Por eso papá y mamá se preocupan por mi
vocación. Quieren que aprenda bien el oficio que los
nuestros han ejercido durante siglos. Tengo que
aprender a meterle miedo a la gente, es la única
forma que tengo para poder permanecer en casa.
Yo les sugerí a mis padres una solución distinta.
Les dije que podíamos ser amigables y llegar a un
acuerdo con alguna gente simpática que no tenga un
lugar donde vivir. Nosotros compartiríamos con ellos
la casa con la condición de que no prendan luces de
noche y nos dejen la oscuridad en paz para
divertirnos. Papá y mamá no quieren oírme. Se miran
preocupados. Mamá dice:
—¡Ay! No sé qué haremos con nuestro hijo. Tiene
doscientos trece años cumplidos y aún no se le ha
despertado la vocación. No tiene instinto de fantasma.

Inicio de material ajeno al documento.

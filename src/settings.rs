//! Display and behaviour toggles
//!
//! Mutated by the UI checkboxes; the engine only reads them.

use serde::{Deserialize, Serialize};

/// Names one of the nine option toggles
#[derive(Debug, Clone, Copy, PartialEq, Eq, Hash, Serialize, Deserialize)]
pub enum OptionKey {
    ShowDegrees,
    ShowRadians,
    ShowCoordinates,
    ShowRefTriangle,
    SnapToAngles,
    ShowExtraTrig,
    ShowRefAngle,
    ShowQuadrant,
    ShowAngleArcs,
}

impl OptionKey {
    pub const ALL: [OptionKey; 9] = [
        OptionKey::ShowDegrees,
        OptionKey::ShowRadians,
        OptionKey::ShowCoordinates,
        OptionKey::ShowRefTriangle,
        OptionKey::SnapToAngles,
        OptionKey::ShowExtraTrig,
        OptionKey::ShowRefAngle,
        OptionKey::ShowQuadrant,
        OptionKey::ShowAngleArcs,
    ];

    /// Element id of the matching checkbox
    pub fn as_str(&self) -> &'static str {
        match self {
            OptionKey::ShowDegrees => "showDegrees",
            OptionKey::ShowRadians => "showRadians",
            OptionKey::ShowCoordinates => "showCoordinates",
            OptionKey::ShowRefTriangle => "showRefTriangle",
            OptionKey::SnapToAngles => "snapToAngles",
            OptionKey::ShowExtraTrig => "showExtraTrig",
            OptionKey::ShowRefAngle => "showRefAngle",
            OptionKey::ShowQuadrant => "showQuadrant",
            OptionKey::ShowAngleArcs => "showAngleArcs",
        }
    }

    pub fn from_str(s: &str) -> Option<Self> {
        Self::ALL.into_iter().find(|key| key.as_str() == s)
    }
}

/// Option toggles
#[derive(Debug, Clone, PartialEq, Eq, Serialize, Deserialize)]
pub struct Options {
    // === Labels ===
    /// Show the angle in degrees
    pub show_degrees: bool,
    /// Show the angle in radians
    pub show_radians: bool,
    /// Show the terminal point's coordinates
    pub show_coordinates: bool,

    // === Diagram ===
    /// Draw the reference triangle
    pub show_ref_triangle: bool,
    /// Draw the standard and reference angle arcs
    pub show_angle_arcs: bool,

    // === Behaviour ===
    /// Snap the live angle to special angles
    pub snap_to_angles: bool,

    // === Info panel ===
    /// Show csc, sec and cot
    pub show_extra_trig: bool,
    /// Show the reference angle
    pub show_ref_angle: bool,
    /// Show the quadrant
    pub show_quadrant: bool,
}

impl Default for Options {
    fn default() -> Self {
        Self {
            show_degrees: true,
            show_radians: true,
            show_coordinates: true,

            show_ref_triangle: true,
            show_angle_arcs: true,

            snap_to_angles: true,

            show_extra_trig: false,
            show_ref_angle: true,
            show_quadrant: true,
        }
    }
}

impl Options {
    pub fn get(&self, key: OptionKey) -> bool {
        match key {
            OptionKey::ShowDegrees => self.show_degrees,
            OptionKey::ShowRadians => self.show_radians,
            OptionKey::ShowCoordinates => self.show_coordinates,
            OptionKey::ShowRefTriangle => self.show_ref_triangle,
            OptionKey::SnapToAngles => self.snap_to_angles,
            OptionKey::ShowExtraTrig => self.show_extra_trig,
            OptionKey::ShowRefAngle => self.show_ref_angle,
            OptionKey::ShowQuadrant => self.show_quadrant,
            OptionKey::ShowAngleArcs => self.show_angle_arcs,
        }
    }

    pub fn set(&mut self, key: OptionKey, value: bool) {
        let slot = match key {
            OptionKey::ShowDegrees => &mut self.show_degrees,
            OptionKey::ShowRadians => &mut self.show_radians,
            OptionKey::ShowCoordinates => &mut self.show_coordinates,
            OptionKey::ShowRefTriangle => &mut self.show_ref_triangle,
            OptionKey::SnapToAngles => &mut self.snap_to_angles,
            OptionKey::ShowExtraTrig => &mut self.show_extra_trig,
            OptionKey::ShowRefAngle => &mut self.show_ref_angle,
            OptionKey::ShowQuadrant => &mut self.show_quadrant,
            OptionKey::ShowAngleArcs => &mut self.show_angle_arcs,
        };
        *slot = value;
    }

    /// Flip a toggle, returning the new value
    pub fn toggle(&mut self, key: OptionKey) -> bool {
        let value = !self.get(key);
        self.set(key, value);
        value
    }
}

#[cfg(test)]
mod tests {
    use super::*;

    #[test]
    fn test_key_names_round_trip() {
        for key in OptionKey::ALL {
            assert_eq!(OptionKey::from_str(key.as_str()), Some(key));
        }
        assert_eq!(OptionKey::from_str("showFps"), None);
    }

    #[test]
    fn test_toggle_and_set() {
        let mut options = Options::default();
        assert!(!options.show_extra_trig);
        assert!(options.toggle(OptionKey::ShowExtraTrig));
        assert!(options.show_extra_trig);

        options.set(OptionKey::SnapToAngles, false);
        assert!(!options.get(OptionKey::SnapToAngles));
    }

    #[test]
    fn test_options_json() {
        let options = Options::default();
        let json = serde_json::to_string(&options).unwrap();
        assert!(json.contains("\"snap_to_angles\":true"));
        let back: Options = serde_json::from_str(&json).unwrap();
        assert_eq!(back, options);
    }
}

(Usó la palabra fantasma así completa, aunque sabe
que a mí no me gusta).
Mis padres son una cosa seria. Quieren que
cuando sea grande me convierta en lo que ellos
desean. No me preguntan mi opinión. Yo, por
ejemplo, cuando sea grande quisiera ser:
1.-Bombero: Para apagar el fuego. Su luminosidad
me hace daño a los ojos.
2.-Astronauta: Para ir a Marte. Tal vez los
marcianos no se asusten de mí.
3.- Biólogo Marino: Para conocer el mar. Debe ser
como un abuelo fantasma, enorme, sin ojos y sin
bigotes.
Pero ya sé que no me aceptarían en ninguna de
estas profesiones. Seguramente si voy a inscribirme
al Cuerpo de Bomberos, a la Universidad del Mar o a
la NASA pasaría lo de siempre: la gente saldría
corriendo al verme y gritarían como locos, así sean
muy científicos.
Y si supieran que no hacemos nada. Todo es
pura leyenda. Tenemos la misión de asustar a la
gente, pero es por sobrevivencia. Así como los
perros ladran, la gente habla y los pájaros vuelan, de
la misma forma nosotros asustamos, pero no nos
comemos a nadie ni tampoco hacemos daño.
Nuestra sola presencia causa impresión en las
personas.
Tal vez somos demasiado transparentes y, como
el sol nos hace tanto daño, no podemos ir a la playa
a broncearnos.
Ahora miro por la ventana. Papá y mamá
salieron a asustar en los pocos callejones oscuros y
solitarios que quedan en la ciudad. Se van molestos,
porque nunca quiero acompañarlos.
—Así jamás aprenderás nuestras técnicas —reclamó
papá antes de atravesar la puerta sin abrirla.
Entonces pasan apenas minutos. Alguien entra. Es
Marta otra vez, tan invisible como la noche y como yo.
Tomo fuerzas porque esta vez sí voy a hablarle.
Cuento inédito de Mireya Tabuas,, 1996
Ilustraciones de Anitta Brett 2020
ACTIVIDADES PROPUESTAS
Ya leíste cuáles profesiones le gustan al fantasma.
¿Qué te gustaría ser a ti cuando seas grande?
Escribe el nombre de la profesión o el oficio que
te guste (pueden ser varios) y dibújalo.
¿Tú crees que Marta y el fantasma hablaron?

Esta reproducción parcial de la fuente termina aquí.